Dans la nuit du 4 avril 2025, Akournam, quartier du 2ᵉ arrondissement d’Owendo, fut le théâtre d’une scène digne d’un polar noir. Juril Ngoma, trentenaire gabonais, sortait d’un bar situé près de la centrale de la SEEG, après une journée de labeur. Alors qu’il regagnait son domicile à Awoungou, il fut encerclé par une horde de malfaiteurs. Son sac arraché, il subit une agression brutale à coups de machette.
Pensant leur victime décédée, les assaillants tentèrent de maquiller leur crime en accident ferroviaire, abandonnant le corps inerte sur les rails. Le passage d’un train coûta à Juril trois doigts de la main gauche. Découvert par des agents de la Setrag, il fut transporté au Centre hospitalier universitaire d’Owendo (CHUO), où il reçut les premiers soins.

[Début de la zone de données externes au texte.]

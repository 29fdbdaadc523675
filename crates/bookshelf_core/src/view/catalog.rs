//! Public catalogue pages and permission-gated book forms.

use crate::model::account::Permission;
use crate::model::catalog::{Book, BookId, LibraryId};
use crate::repo::catalog_repo::CatalogRepository;
use crate::repo::{EntityKind, IntegrityViolation};
use crate::service::book_service::BookForm;
use crate::service::error::{ServiceError, ServiceResult};
use crate::service::request::RequestContext;
use crate::view::{book_detail_url, Site, ViewOutcome, BOOK_LIST_URL};
use serde_json::json;

pub fn list_books(site: &Site<'_>, ctx: &RequestContext) -> ServiceResult<ViewOutcome> {
    let books = site.catalog().list_books()?;
    Ok(ViewOutcome::render(
        "list_books",
        json!({
            "books": books,
            "authenticated": ctx.is_authenticated(),
        }),
    ))
}

pub fn library_list(site: &Site<'_>, _ctx: &RequestContext) -> ServiceResult<ViewOutcome> {
    let libraries = site.catalog().list_libraries()?;
    Ok(ViewOutcome::render(
        "library_list",
        json!({ "libraries": libraries }),
    ))
}

/// Library with its books, librarian and distinct author count.
pub fn library_detail(
    site: &Site<'_>,
    ctx: &RequestContext,
    id: LibraryId,
) -> ServiceResult<ViewOutcome> {
    site.finish(ctx, library_page(site, id))
}

/// Book with the libraries holding it.
pub fn book_detail(
    site: &Site<'_>,
    ctx: &RequestContext,
    id: BookId,
) -> ServiceResult<ViewOutcome> {
    site.finish(ctx, book_page(site, id))
}

/// Book creation form. Requires `can_add_book`.
///
/// `None` renders the empty form; a submitted form is saved and redirects
/// to the book list. An unknown author re-renders the form with an error.
pub fn add_book_view(
    site: &Site<'_>,
    ctx: &RequestContext,
    form: Option<BookForm>,
) -> ServiceResult<ViewOutcome> {
    site.finish(ctx, add_book_page(site, ctx, form))
}

/// Book edit form. Requires `can_change_book`.
pub fn edit_book_view(
    site: &Site<'_>,
    ctx: &RequestContext,
    id: BookId,
    form: Option<BookForm>,
) -> ServiceResult<ViewOutcome> {
    site.finish(ctx, edit_book_page(site, ctx, id, form))
}

/// Delete confirmation. Requires `can_delete_book`; the book is removed only
/// when `confirmed`.
pub fn delete_book_view(
    site: &Site<'_>,
    ctx: &RequestContext,
    id: BookId,
    confirmed: bool,
) -> ServiceResult<ViewOutcome> {
    site.finish(ctx, delete_book_page(site, ctx, id, confirmed))
}

fn library_page(site: &Site<'_>, id: LibraryId) -> ServiceResult<ViewOutcome> {
    let catalog = site.catalog();
    let library = catalog
        .get_library(id)?
        .ok_or_else(|| ServiceError::not_found(EntityKind::Library, id))?;
    let summary = site.queries().library_summary(&library.name)?;
    let books = catalog.books_in_library(library.uuid)?;
    Ok(ViewOutcome::render(
        "library_detail",
        json!({
            "library": library,
            "books": books,
            "librarian": summary.librarian,
            "book_count": summary.book_count,
            "author_count": summary.author_count,
        }),
    ))
}

fn book_page(site: &Site<'_>, id: BookId) -> ServiceResult<ViewOutcome> {
    let catalog = site.catalog();
    let book = catalog
        .get_book_with_author(id)?
        .ok_or_else(|| ServiceError::not_found(EntityKind::Book, id))?;
    let libraries = catalog.libraries_for_book(id)?;
    Ok(ViewOutcome::render(
        "book_detail",
        json!({
            "book": book,
            "libraries": libraries,
        }),
    ))
}

fn add_book_page(
    site: &Site<'_>,
    ctx: &RequestContext,
    form: Option<BookForm>,
) -> ServiceResult<ViewOutcome> {
    let Some(form) = form else {
        site.access().require_permission(ctx, Permission::AddBook)?;
        return book_form_page(site, "Add", None, None, None);
    };
    match site.books().add_book(ctx, &form) {
        Ok(book) => Ok(ViewOutcome::redirect(
            BOOK_LIST_URL,
            Some(format!("Book \"{}\" added successfully!", book.title)),
        )),
        Err(err) if is_form_error(&err) => {
            book_form_page(site, "Add", None, Some(&form), Some(err.to_string()))
        }
        Err(err) => Err(err),
    }
}

fn edit_book_page(
    site: &Site<'_>,
    ctx: &RequestContext,
    id: BookId,
    form: Option<BookForm>,
) -> ServiceResult<ViewOutcome> {
    let books = site.books();
    let Some(form) = form else {
        let book = books.book_for_edit(ctx, id)?;
        let prefilled = BookForm::from_book(&book);
        return book_form_page(site, "Edit", Some(&book), Some(&prefilled), None);
    };
    match books.edit_book(ctx, id, &form) {
        Ok(book) => Ok(ViewOutcome::redirect(
            book_detail_url(book.uuid),
            Some("Book updated successfully!".to_string()),
        )),
        Err(err) if is_form_error(&err) => {
            let book = books.book_for_edit(ctx, id)?;
            book_form_page(site, "Edit", Some(&book), Some(&form), Some(err.to_string()))
        }
        Err(err) => Err(err),
    }
}

fn delete_book_page(
    site: &Site<'_>,
    ctx: &RequestContext,
    id: BookId,
    confirmed: bool,
) -> ServiceResult<ViewOutcome> {
    let books = site.books();
    if !confirmed {
        let book = books.book_for_delete(ctx, id)?;
        return Ok(ViewOutcome::render(
            "book_confirm_delete",
            json!({
                "book": book,
                "action": "Delete",
            }),
        ));
    }
    let book = books.delete_book(ctx, id)?;
    Ok(ViewOutcome::redirect(
        BOOK_LIST_URL,
        Some(format!("Book \"{}\" deleted successfully!", book.title)),
    ))
}

fn book_form_page(
    site: &Site<'_>,
    action: &str,
    book: Option<&Book>,
    form: Option<&BookForm>,
    error: Option<String>,
) -> ServiceResult<ViewOutcome> {
    let catalog = site.catalog();
    let authors = catalog.list_authors()?;
    let libraries = catalog.list_libraries()?;
    Ok(ViewOutcome::render(
        "book_form",
        json!({
            "action": action,
            "book": book,
            "form": form,
            "authors": authors,
            "libraries": libraries,
            "error": error,
        }),
    ))
}

/// Errors caused by the submitted values rather than by access or storage.
///
/// Raw SQLite constraint failures are not among them: the repository checks
/// every rule a form can break up front, so those only come from races.
fn is_form_error(err: &ServiceError) -> bool {
    matches!(
        err,
        ServiceError::Validation(_)
            | ServiceError::Integrity(
                IntegrityViolation::DanglingAuthor(_) | IntegrityViolation::UnknownLibrary(_)
            )
    )
}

C’est une infirmière, à qui Juril confia son identité à son réveil, qui alerta ses proches, mettant fin à leur angoissante recherche.
Cet acte de violence s’inscrit dans une série d’agressions similaires dans la région, où des individus sont attaqués et laissés pour morts sur les rails, comme en témoigne un incident antérieur à Akournam 2. Les autorités locales sont appelées à renforcer la sécurité dans ces zones à risque pour prévenir de telles tragédies.